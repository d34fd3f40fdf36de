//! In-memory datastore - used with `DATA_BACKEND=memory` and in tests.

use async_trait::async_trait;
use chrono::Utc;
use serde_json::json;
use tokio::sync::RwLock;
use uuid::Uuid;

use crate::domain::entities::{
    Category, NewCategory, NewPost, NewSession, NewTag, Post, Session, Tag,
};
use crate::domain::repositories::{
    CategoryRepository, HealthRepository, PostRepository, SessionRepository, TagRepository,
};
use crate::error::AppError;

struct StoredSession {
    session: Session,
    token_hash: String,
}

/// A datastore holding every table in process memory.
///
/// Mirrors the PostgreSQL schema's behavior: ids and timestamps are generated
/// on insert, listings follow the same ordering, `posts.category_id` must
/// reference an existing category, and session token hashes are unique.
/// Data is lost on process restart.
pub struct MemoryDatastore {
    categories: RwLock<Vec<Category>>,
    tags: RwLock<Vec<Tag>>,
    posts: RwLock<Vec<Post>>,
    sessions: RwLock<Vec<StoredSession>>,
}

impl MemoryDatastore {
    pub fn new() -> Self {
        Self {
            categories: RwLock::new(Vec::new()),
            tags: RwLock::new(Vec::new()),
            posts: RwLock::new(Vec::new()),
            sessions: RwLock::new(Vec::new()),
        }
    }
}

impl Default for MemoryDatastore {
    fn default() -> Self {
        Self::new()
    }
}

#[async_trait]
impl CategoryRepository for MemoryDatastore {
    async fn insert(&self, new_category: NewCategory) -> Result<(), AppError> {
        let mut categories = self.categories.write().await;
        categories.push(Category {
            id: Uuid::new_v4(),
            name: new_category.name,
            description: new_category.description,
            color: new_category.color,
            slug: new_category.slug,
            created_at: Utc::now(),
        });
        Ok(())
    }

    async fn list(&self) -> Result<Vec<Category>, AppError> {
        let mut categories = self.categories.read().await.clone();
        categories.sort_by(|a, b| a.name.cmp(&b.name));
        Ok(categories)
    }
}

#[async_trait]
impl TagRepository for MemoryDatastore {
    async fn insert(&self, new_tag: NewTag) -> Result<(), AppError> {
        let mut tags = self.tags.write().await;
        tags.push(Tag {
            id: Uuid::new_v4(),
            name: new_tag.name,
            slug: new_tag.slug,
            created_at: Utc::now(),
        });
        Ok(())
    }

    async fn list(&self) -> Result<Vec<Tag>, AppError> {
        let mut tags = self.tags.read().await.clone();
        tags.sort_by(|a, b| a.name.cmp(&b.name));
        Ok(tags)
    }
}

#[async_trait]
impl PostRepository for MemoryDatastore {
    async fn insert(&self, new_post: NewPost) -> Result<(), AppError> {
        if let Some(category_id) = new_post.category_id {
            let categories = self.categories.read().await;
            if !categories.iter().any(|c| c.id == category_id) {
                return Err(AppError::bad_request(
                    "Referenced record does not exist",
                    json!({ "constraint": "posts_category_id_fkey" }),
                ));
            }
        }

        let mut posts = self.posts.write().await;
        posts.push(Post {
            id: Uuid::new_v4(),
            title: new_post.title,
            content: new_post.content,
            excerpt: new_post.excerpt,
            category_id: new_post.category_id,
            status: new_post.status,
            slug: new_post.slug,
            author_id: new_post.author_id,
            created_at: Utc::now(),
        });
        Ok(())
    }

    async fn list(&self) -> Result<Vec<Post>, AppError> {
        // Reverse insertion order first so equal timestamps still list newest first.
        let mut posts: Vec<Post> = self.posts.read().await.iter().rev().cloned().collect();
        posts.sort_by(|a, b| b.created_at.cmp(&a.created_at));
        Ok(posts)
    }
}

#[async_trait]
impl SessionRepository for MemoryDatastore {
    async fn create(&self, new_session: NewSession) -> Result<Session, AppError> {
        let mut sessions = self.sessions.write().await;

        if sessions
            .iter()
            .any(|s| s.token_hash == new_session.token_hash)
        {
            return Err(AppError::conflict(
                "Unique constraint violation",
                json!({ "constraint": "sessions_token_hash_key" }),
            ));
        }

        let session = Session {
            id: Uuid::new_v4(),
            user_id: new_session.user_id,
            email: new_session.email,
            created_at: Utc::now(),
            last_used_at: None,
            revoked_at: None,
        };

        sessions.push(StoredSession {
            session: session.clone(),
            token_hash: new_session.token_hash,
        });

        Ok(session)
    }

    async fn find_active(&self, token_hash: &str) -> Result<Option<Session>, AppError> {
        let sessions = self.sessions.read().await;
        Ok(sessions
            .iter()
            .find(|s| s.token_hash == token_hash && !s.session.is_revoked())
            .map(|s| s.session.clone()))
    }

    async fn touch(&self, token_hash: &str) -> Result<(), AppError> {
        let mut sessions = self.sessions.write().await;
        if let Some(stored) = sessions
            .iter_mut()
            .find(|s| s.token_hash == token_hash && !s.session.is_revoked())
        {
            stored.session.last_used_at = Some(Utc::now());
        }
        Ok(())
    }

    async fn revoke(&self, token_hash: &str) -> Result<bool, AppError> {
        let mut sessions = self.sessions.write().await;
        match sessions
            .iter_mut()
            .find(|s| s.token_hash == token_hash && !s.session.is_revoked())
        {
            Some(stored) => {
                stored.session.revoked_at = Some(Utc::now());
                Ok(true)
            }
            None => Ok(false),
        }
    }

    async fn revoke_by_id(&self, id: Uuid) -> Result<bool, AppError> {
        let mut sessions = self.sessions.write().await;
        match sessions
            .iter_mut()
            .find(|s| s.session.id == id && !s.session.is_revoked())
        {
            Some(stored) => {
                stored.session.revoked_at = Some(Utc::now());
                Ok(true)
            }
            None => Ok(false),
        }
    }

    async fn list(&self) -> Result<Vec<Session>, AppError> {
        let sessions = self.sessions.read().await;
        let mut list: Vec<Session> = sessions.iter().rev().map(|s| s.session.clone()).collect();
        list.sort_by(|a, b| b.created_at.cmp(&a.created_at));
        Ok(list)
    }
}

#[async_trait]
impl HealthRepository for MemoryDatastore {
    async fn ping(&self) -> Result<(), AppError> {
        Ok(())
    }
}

WHAT YOU HAVE TO DO | Please set down the material above once more, word for word.

WRITTEN SOLUTION |
repository d34fd3f40fdf36de
//! In-memory datastore - used with `DATA_BACKEND=memory` and in tests.

use async_trait::async_trait;
use chrono::Utc;
use serde_json::json;
use tokio::sync::RwLock;
use uuid::Uuid;

use crate::domain::entities::{
    Category, NewCategory, NewPost, NewSession, NewTag, Post, Session, Tag,
};
use crate::domain::repositories::{
    CategoryRepository, HealthRepository, PostRepository, SessionRepository, TagRepository,
};
use crate::error::AppError;

struct StoredSession {
    session: Session,
    token_hash: String,
}

/// A datastore holding every table in process memory.
///
/// Mirrors the PostgreSQL schema's behavior: ids and timestamps are generated
/// on insert, listings follow the same ordering, `posts.category_id` must
/// reference an existing category, and session token hashes are unique.
/// Data is lost on process restart.
pub struct MemoryDatastore {
    categories: RwLock<Vec<Category>>,
    tags: RwLock<Vec<Tag>>,
    posts: RwLock<Vec<Post>>,
    sessions: RwLock<Vec<StoredSession>>,
}

impl MemoryDatastore {
    pub fn new() -> Self {
        Self {
            categories: RwLock::new(Vec::new()),
            tags: RwLock::new(Vec::new()),
            posts: RwLock::new(Vec::new()),
            sessions: RwLock::new(Vec::new()),
        }
    }
}

impl Default for MemoryDatastore {
    fn default() -> Self {
        Self::new()
    }
}

#[async_trait]
impl CategoryRepository for MemoryDatastore {
    async fn insert(&self, new_category: NewCategory) -> Result<(), AppError> {
        let mut categories = self.categories.write().await;
        categories.push(Category {
            id: Uuid::new_v4(),
            name: new_category.name,
            description: new_category.description,
            color: new_category.color,
            slug: new_category.slug,
            created_at: Utc::now(),
        });
        Ok(())
    }

    async fn list(&self) -> Result<Vec<Category>, AppError> {
        let mut categories = self.categories.read().await.clone();
        categories.sort_by(|a, b| a.name.cmp(&b.name));
        Ok(categories)
    }
}

#[async_trait]
impl TagRepository for MemoryDatastore {
    async fn insert(&self, new_tag: NewTag) -> Result<(), AppError> {
        let mut tags = self.tags.write().await;
        tags.push(Tag {
            id: Uuid::new_v4(),
            name: new_tag.name,
            slug: new_tag.slug,
            created_at: Utc::now(),
        });
        Ok(())
    }

    async fn list(&self) -> Result<Vec<Tag>, AppError> {
        let mut tags = self.tags.read().await.clone();
        tags.sort_by(|a, b| a.name.cmp(&b.name));
        Ok(tags)
    }
}

#[async_trait]
impl PostRepository for MemoryDatastore {
    async fn insert(&self, new_post: NewPost) -> Result<(), AppError> {
        if let Some(category_id) = new_post.category_id {
            let categories = self.categories.read().await;
            if !categories.iter().any(|c| c.id == category_id) {
                return Err(AppError::bad_request(
                    "Referenced record does not exist",
                    json!({ "constraint": "posts_category_id_fkey" }),
                ));
            }
        }

        let mut posts = self.posts.write().await;
        posts.push(Post {
            id: Uuid::new_v4(),
            title: new_post.title,
            content: new_post.content,
            excerpt: new_post.excerpt,
            category_id: new_post.category_id,
            status: new_post.status,
            slug: new_post.slug,
            author_id: new_post.author_id,
            created_at: Utc::now(),
        });
        Ok(())
    }

    async fn list(&self) -> Result<Vec<Post>, AppError> {
        // Reverse insertion order first so equal timestamps still list newest first.
        let mut posts: Vec<Post> = self.posts.read().await.iter().rev().cloned().collect();
        posts.sort_by(|a, b| b.created_at.cmp(&a.created_at));
        Ok(posts)
    }
}

#[async_trait]
impl SessionRepository for MemoryDatastore {
    async fn create(&self, new_session: NewSession) -> Result<Session, AppError> {
        let mut sessions = self.sessions.write().await;

        if sessions
            .iter()
            .any(|s| s.token_hash == new_session.token_hash)
        {
            return Err(AppError::conflict(
                "Unique constraint violation",
                json!({ "constraint": "sessions_token_hash_key" }),
            ));
        }

        let session = Session {
            id: Uuid::new_v4(),
            user_id: new_session.user_id,
            email: new_session.email,
            created_at: Utc::now(),
            last_used_at: None,
            revoked_at: None,
        };

        sessions.push(StoredSession {
            session: session.clone(),
            token_hash: new_session.token_hash,
        });

        Ok(session)
    }

    async fn find_active(&self, token_hash: &str) -> Result<Option<Session>, AppError> {
        let sessions = self.sessions.read().await;
        Ok(sessions
            .iter()
            .find(|s| s.token_hash == token_hash && !s.session.is_revoked())
            .map(|s| s.session.clone()))
    }

    async fn touch(&self, token_hash: &str) -> Result<(), AppError> {
        let mut sessions = self.sessions.write().await;
        if let Some(stored) = sessions
            .iter_mut()
            .find(|s| s.token_hash == token_hash && !s.session.is_revoked())
        {
            stored.session.last_used_at = Some(Utc::now());
        }
        Ok(())
    }

    async fn revoke(&self, token_hash: &str) -> Result<bool, AppError> {
        let mut sessions = self.sessions.write().await;
        match sessions
            .iter_mut()
            .find(|s| s.token_hash == token_hash && !s.session.is_revoked())
        {
            Some(stored) => {
                stored.session.revoked_at = Some(Utc::now());
                Ok(true)
            }
            None => Ok(false),
        }
    }

    async fn revoke_by_id(&self, id: Uuid) -> Result<bool, AppError> {
        let mut sessions = self.sessions.write().await;
        match sessions
            .iter_mut()
            .find(|s| s.session.id == id && !s.session.is_revoked())
        {
            Some(stored) => {
                stored.session.revoked_at = Some(Utc::now());
                Ok(true)
            }
            None => Ok(false),
        }
    }

    async fn list(&self) -> Result<Vec<Session>, AppError> {
        let sessions = self.sessions.read().await;
        let mut list: Vec<Session> = sessions.iter().rev().map(|s| s.session.clone()).collect();
        list.sort_by(|a, b| b.created_at.cmp(&a.created_at));
        Ok(list)
    }
}

#[async_trait]
impl HealthRepository for MemoryDatastore {
    async fn ping(&self) -> Result<(), AppError> {
        Ok(())
    }
}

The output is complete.